## Your task
Count every line in the data below where "serde" occurs, then state that number and nothing more.

## Provided material
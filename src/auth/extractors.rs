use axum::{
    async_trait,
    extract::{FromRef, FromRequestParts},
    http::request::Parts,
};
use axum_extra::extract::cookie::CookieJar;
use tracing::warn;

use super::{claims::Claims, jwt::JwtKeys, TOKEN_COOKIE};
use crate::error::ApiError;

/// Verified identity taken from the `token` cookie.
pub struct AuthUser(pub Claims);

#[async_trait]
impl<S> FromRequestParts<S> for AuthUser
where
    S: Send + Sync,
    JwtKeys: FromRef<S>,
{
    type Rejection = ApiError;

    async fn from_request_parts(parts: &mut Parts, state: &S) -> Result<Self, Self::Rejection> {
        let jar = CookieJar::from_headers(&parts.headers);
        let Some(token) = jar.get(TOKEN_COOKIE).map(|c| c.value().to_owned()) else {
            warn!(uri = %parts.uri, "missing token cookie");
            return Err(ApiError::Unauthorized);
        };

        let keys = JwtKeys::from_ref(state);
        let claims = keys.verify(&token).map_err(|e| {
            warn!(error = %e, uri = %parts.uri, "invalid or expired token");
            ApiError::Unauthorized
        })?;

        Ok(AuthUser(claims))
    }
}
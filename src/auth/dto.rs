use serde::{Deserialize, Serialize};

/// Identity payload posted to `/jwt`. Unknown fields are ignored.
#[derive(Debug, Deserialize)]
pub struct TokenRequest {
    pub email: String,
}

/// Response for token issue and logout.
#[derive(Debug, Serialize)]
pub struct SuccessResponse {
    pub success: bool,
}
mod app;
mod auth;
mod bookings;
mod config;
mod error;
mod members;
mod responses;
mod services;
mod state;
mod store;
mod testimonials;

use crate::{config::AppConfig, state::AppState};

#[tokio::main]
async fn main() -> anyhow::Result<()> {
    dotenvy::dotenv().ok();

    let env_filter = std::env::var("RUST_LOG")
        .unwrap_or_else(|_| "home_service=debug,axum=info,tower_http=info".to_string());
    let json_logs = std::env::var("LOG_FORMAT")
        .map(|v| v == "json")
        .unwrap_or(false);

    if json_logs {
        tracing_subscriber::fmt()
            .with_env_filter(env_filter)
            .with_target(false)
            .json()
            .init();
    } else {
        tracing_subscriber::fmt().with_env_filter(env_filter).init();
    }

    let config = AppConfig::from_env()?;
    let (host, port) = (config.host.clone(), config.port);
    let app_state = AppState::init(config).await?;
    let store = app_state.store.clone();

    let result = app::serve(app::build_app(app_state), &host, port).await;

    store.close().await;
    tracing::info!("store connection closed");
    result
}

==

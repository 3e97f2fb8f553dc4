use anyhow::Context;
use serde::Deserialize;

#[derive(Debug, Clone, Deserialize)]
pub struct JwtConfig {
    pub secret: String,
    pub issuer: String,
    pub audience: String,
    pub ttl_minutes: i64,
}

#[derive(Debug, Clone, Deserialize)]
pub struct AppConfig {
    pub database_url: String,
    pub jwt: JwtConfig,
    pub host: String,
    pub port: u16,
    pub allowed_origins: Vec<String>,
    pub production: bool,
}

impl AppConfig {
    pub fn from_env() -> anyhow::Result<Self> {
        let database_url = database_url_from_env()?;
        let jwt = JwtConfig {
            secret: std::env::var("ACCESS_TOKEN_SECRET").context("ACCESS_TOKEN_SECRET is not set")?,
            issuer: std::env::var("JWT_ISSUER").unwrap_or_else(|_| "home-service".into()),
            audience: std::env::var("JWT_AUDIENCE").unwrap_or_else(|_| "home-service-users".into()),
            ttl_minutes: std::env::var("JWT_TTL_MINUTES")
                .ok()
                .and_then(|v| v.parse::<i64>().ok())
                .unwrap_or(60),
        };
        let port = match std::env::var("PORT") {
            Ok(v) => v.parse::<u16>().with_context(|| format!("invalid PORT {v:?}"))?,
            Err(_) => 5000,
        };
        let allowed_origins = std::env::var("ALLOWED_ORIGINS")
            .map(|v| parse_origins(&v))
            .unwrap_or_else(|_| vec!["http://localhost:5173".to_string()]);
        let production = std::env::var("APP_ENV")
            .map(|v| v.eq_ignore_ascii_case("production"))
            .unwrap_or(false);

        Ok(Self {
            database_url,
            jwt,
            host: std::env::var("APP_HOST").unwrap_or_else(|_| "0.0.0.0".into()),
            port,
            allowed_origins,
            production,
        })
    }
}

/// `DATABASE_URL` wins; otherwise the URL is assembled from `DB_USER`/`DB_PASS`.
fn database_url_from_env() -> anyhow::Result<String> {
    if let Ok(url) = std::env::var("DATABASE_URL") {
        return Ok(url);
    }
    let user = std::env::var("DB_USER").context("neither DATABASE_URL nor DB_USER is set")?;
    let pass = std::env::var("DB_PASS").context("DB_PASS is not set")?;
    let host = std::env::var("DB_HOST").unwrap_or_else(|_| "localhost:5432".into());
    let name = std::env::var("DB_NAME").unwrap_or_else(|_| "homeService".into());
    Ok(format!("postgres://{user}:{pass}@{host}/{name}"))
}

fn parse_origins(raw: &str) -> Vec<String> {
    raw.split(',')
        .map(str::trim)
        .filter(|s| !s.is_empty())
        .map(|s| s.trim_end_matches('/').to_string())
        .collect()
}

## Answer for this exercise
2